The surface gradient operator $\nabla_\Gamma$ is defined as $\nabla_\Gamma = \nabla - \mathbf{n(n} \cdot \nabla)$, where $\Gamma$ is a surface.
The surface curl operator on a vector tangent to $\Gamma$ is defined as $ \nabla_\Gamma \times [] = \{ \nabla_\Gamma \cdot (\mathbf{n} \times []) \} \mathbf{n}$.
Let $\mathbf{P}$ be a tangent vector to a surface $\Gamma$. The surface curl of $\mathbf{P}$ is as follows:
$ \nabla_\Gamma \times \mathbf{P} \\ = [\nabla_\Gamma \cdot (\mathbf{n} \times \mathbf{P})]\mathbf{n} \\ = [(\nabla_\Gamma \times \mathbf{n}) \cdot \mathbf{P} - (\nabla_\Gamma \times \mathbf{P} )\cdot \mathbf{n}] \mathbf{n} \quad [1] $
In the previous expression, I applied the identity $\nabla \cdot (\mathbf{A \times B) = (\nabla \times A)\cdot B - (\nabla \times B)\cdot A}$.
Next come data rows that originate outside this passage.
//! SQLite-backed key/value store.
//!
//! Values live in the `local_storage` table created by the v1 migration.
//! The optional quota counts key and value bytes across all rows.

use std::cell::Cell;
use std::path::Path;
use std::time::{SystemTime, UNIX_EPOCH};

use rusqlite::{params, OptionalExtension};

use super::{check_quota, KeyValueStore};
use crate::database::Database;
use crate::types::errors::StorageError;

/// Durable key/value store persisted in a SQLite file.
pub struct SqliteStore {
    db: Database,
    quota: Cell<Option<usize>>,
}

impl SqliteStore {
    /// Wraps an already-open database.
    pub fn new(db: Database, quota: Option<usize>) -> Self {
        Self {
            db,
            quota: Cell::new(quota),
        }
    }

    pub fn quota(&self) -> Option<usize> {
        self.quota.get()
    }

    /// Changes the quota for later writes. Existing entries are kept even
    /// if they now exceed it.
    pub fn set_quota(&self, quota: Option<usize>) {
        self.quota.set(quota);
    }

    /// Opens (or creates) the store at `path`.
    pub fn open<P: AsRef<Path>>(path: P, quota: Option<usize>) -> Result<Self, StorageError> {
        let db = Database::open(path).map_err(|e| StorageError::DatabaseError(e.to_string()))?;
        Ok(Self::new(db, quota))
    }

    /// Opens a throwaway in-memory store.
    pub fn open_in_memory(quota: Option<usize>) -> Result<Self, StorageError> {
        let db =
            Database::open_in_memory().map_err(|e| StorageError::DatabaseError(e.to_string()))?;
        Ok(Self::new(db, quota))
    }

    fn now() -> i64 {
        SystemTime::now()
            .duration_since(UNIX_EPOCH)
            .unwrap_or_default()
            .as_secs() as i64
    }

    /// Bytes used by every row except `key`.
    fn usage_excluding(&self, key: &str) -> Result<usize, StorageError> {
        let used: i64 = self
            .db
            .connection()
            .query_row(
                "SELECT COALESCE(SUM(LENGTH(CAST(key AS BLOB)) + LENGTH(CAST(value AS BLOB))), 0) \
                 FROM local_storage WHERE key != ?1",
                params![key],
                |row| row.get(0),
            )
            .map_err(|e| StorageError::DatabaseError(e.to_string()))?;
        Ok(used.max(0) as usize)
    }
}

impl KeyValueStore for SqliteStore {
    fn get_item(&self, key: &str) -> Result<Option<String>, StorageError> {
        self.db
            .connection()
            .query_row(
                "SELECT value FROM local_storage WHERE key = ?1",
                params![key],
                |row| row.get(0),
            )
            .optional()
            .map_err(|e| StorageError::DatabaseError(e.to_string()))
    }

    fn set_item(&self, key: &str, value: &str) -> Result<(), StorageError> {
        let quota = self.quota.get();
        if quota.is_some() {
            let others = self.usage_excluding(key)?;
            check_quota(quota, others, key, value)?;
        }
        self.db
            .connection()
            .execute(
                "INSERT INTO local_storage (key, value, updated_at) VALUES (?1, ?2, ?3) \
                 ON CONFLICT(key) DO UPDATE SET value = excluded.value, updated_at = excluded.updated_at",
                params![key, value, Self::now()],
            )
            .map_err(|e| StorageError::DatabaseError(e.to_string()))?;
        Ok(())
    }

    fn remove_item(&self, key: &str) -> Result<(), StorageError> {
        self.db
            .connection()
            .execute("DELETE FROM local_storage WHERE key = ?1", params![key])
            .map_err(|e| StorageError::DatabaseError(e.to_string()))?;
        Ok(())
    }
}
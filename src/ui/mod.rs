// cocoadiag UI state
// Page-side state and rendering: history panel, image form, navigation menu.

pub mod history_view;
pub mod image_form;
pub mod nav_menu;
Moreover, for any surface $\nabla_\Gamma \times \mathbf{n} = 0$. Thus, we obtain the following:
$ \nabla_\Gamma \times \mathbf{P} = - [ (\nabla_\Gamma \times \mathbf{P} )\cdot \mathbf{n}] \mathbf{n} \quad [2]$
Now, we can expand the term on the right hand side of the previous equation by using the first line of Equation [1], which is $ \nabla_\Gamma \times \mathbf{P} = [\nabla_\Gamma \cdot (\mathbf{n} \times \mathbf{P})]\mathbf{n}$ :
$ [ (\nabla_\Gamma \times \mathbf{P} )\cdot \mathbf{n}] \mathbf{n} = \Big ( [\nabla_\Gamma \cdot (\mathbf{n} \times \mathbf{P})]\mathbf{n} \cdot \mathbf{n} \Big ) \mathbf{n} = \Big ( [\nabla_\Gamma \cdot (\mathbf{n} \times \mathbf{P})] \Big ) \mathbf{n} = \nabla_\Gamma \times \mathbf{P} $
Then, evaluating in Equation [2], we get that $\nabla_\Gamma \times \mathbf{P} = 0$.
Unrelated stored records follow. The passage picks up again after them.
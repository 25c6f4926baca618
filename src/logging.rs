// cocoadiag - logging.rs
//
// Structured logging via tracing. Output goes to stderr so the RPC
// binary's stdout carries protocol lines only.
//
// Priority: RUST_LOG env var > --debug flag > settings level > "info".

use tracing_subscriber::EnvFilter;

pub const DEFAULT_LOG_LEVEL: &str = "info";

/// Initialise the logging subsystem. Safe to call more than once; later
/// calls are ignored.
pub fn init(debug_flag: bool, config_level: Option<&str>) {
    let filter = if std::env::var("RUST_LOG").is_ok() {
        EnvFilter::from_default_env()
    } else if debug_flag {
        EnvFilter::new("debug")
    } else if let Some(level) = config_level {
        EnvFilter::new(level)
    } else {
        EnvFilter::new(DEFAULT_LOG_LEVEL)
    };

    let result = tracing_subscriber::fmt()
        .with_env_filter(filter)
        .with_writer(std::io::stderr)
        .with_target(true)
        .compact()
        .try_init();

    if result.is_ok() {
        tracing::debug!(
            app = env!("CARGO_PKG_NAME"),
            version = env!("CARGO_PKG_VERSION"),
            "Logging initialised"
        );
    }
}
//! SQLite connection management for cocoadiag.
//!
//! Provides the [`Database`] struct that wraps a `rusqlite::Connection`
//! and runs schema migrations on open.

use rusqlite::Connection;
use std::path::Path;

use super::migrations;

/// Owns the SQLite connection backing durable client storage.
pub struct Database {
    conn: Connection,
}

impl Database {
    /// Opens (or creates) a SQLite database at the given file path and runs migrations.
    ///
    /// # Errors
    /// Returns `rusqlite::Error` if the connection cannot be established or migrations fail.
    pub fn open<P: AsRef<Path>>(path: P) -> Result<Self, rusqlite::Error> {
        let conn = Connection::open(path.as_ref())?;
        tracing::debug!(path = %path.as_ref().display(), "Opened storage database");
        let db = Self { conn };
        migrations::run_all(&db.conn)?;
        Ok(db)
    }

    /// Opens an in-memory SQLite database and runs migrations.
    ///
    /// The database is discarded when the `Database` is dropped.
    pub fn open_in_memory() -> Result<Self, rusqlite::Error> {
        let conn = Connection::open_in_memory()?;
        let db = Self { conn };
        migrations::run_all(&db.conn)?;
        Ok(db)
    }

    /// Returns a reference to the underlying `rusqlite::Connection`.
    pub fn connection(&self) -> &Connection {
        &self.conn
    }
}
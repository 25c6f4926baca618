// cocoadiag state managers
// Managers own persisted state: the diagnosis history log.

pub mod history_manager;
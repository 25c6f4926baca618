//! SQLite backing for durable client storage.
//!
//! [`Database`] owns the connection and brings the schema up to date on
//! open; [`migrations`] holds the versioned schema steps.

pub mod connection;
pub mod migrations;

pub use connection::Database;
//! Collapsible navigation menu state.

/// Where a click landed relative to the menu.
#[derive(Debug, Clone, Copy, PartialEq, Eq)]
pub enum ClickTarget {
    /// The hamburger button.
    Hamburger,
    /// A link inside the menu.
    MenuLink,
    /// Inside the menu but not on a link.
    MenuBody,
    /// Anywhere else on the page.
    Outside,
}

#[derive(Debug, Default, Clone, Copy, PartialEq, Eq)]
pub struct NavMenu {
    open: bool,
}

impl NavMenu {
    pub fn new() -> Self {
        Self::default()
    }

    pub fn is_open(&self) -> bool {
        self.open
    }

    pub fn toggle(&mut self) -> bool {
        self.open = !self.open;
        self.open
    }

    /// Applies a click. The hamburger toggles; a link or an outside click
    /// closes; a click on the menu body leaves the state alone.
    pub fn click(&mut self, target: ClickTarget) -> bool {
        match target {
            ClickTarget::Hamburger => {
                self.toggle();
            }
            ClickTarget::MenuLink | ClickTarget::Outside => self.open = false,
            ClickTarget::MenuBody => {}
        }
        self.open
    }
}
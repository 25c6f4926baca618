use serde::{Deserialize, Serialize};

/// Default quota for durable client storage (5 MiB, the usual browser limit).
pub const DEFAULT_STORAGE_QUOTA_BYTES: usize = 5 * 1024 * 1024;

/// Top-level client settings, persisted as JSON.
#[derive(Debug, Clone, Serialize, Deserialize, PartialEq)]
pub struct ClientSettings {
    pub prediction: PredictionSettings,
    pub storage: StorageSettings,
    pub logging: LoggingSettings,
}

impl Default for ClientSettings {
    fn default() -> Self {
        Self {
            prediction: PredictionSettings::default(),
            storage: StorageSettings::default(),
            logging: LoggingSettings::default(),
        }
    }
}

/// Where and how predictions are requested.
#[derive(Debug, Clone, Serialize, Deserialize, PartialEq)]
pub struct PredictionSettings {
    pub endpoint: String,
    pub request_timeout_secs: u64,
}

impl Default for PredictionSettings {
    fn default() -> Self {
        Self {
            endpoint: "http://127.0.0.1:5000/predict".to_string(),
            request_timeout_secs: 30,
        }
    }
}

/// Durable key/value storage settings.
#[derive(Debug, Clone, Serialize, Deserialize, PartialEq)]
pub struct StorageSettings {
    /// `None` disables the quota check.
    pub quota_bytes: Option<usize>,
}

impl Default for StorageSettings {
    fn default() -> Self {
        Self {
            quota_bytes: Some(DEFAULT_STORAGE_QUOTA_BYTES),
        }
    }
}

#[derive(Debug, Clone, Serialize, Deserialize, PartialEq)]
pub struct LoggingSettings {
    pub level: String,
}

impl Default for LoggingSettings {
    fn default() -> Self {
        Self {
            level: "info".to_string(),
        }
    }
}

/// Page colour scheme.
#[derive(Debug, Clone, Copy, Serialize, Deserialize, PartialEq, Eq, Default)]
#[serde(rename_all = "lowercase")]
pub enum ThemeMode {
    #[default]
    Light,
    Dark,
}

impl ThemeMode {
    /// Value stored under the theme key.
    pub fn as_str(&self) -> &'static str {
        match self {
            ThemeMode::Light => "light",
            ThemeMode::Dark => "dark",
        }
    }

    /// Parses a stored value. Anything other than `"dark"` is light.
    pub fn from_stored(value: &str) -> Self {
        if value == "dark" {
            ThemeMode::Dark
        } else {
            ThemeMode::Light
        }
    }
}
I am pretty sure this is wrong since I could define a vector $v$ on the $x-y$ plane as $v = < f(x,y), g(x,y)>$, where $f$ and $g$ are arbitrary functions.
Then $\nabla_\Gamma \times \mathbf{P} = (\partial_x g - \partial_y f)\hat{z}$, which is not always zero.
Would you please let me find my error in the derivation I did?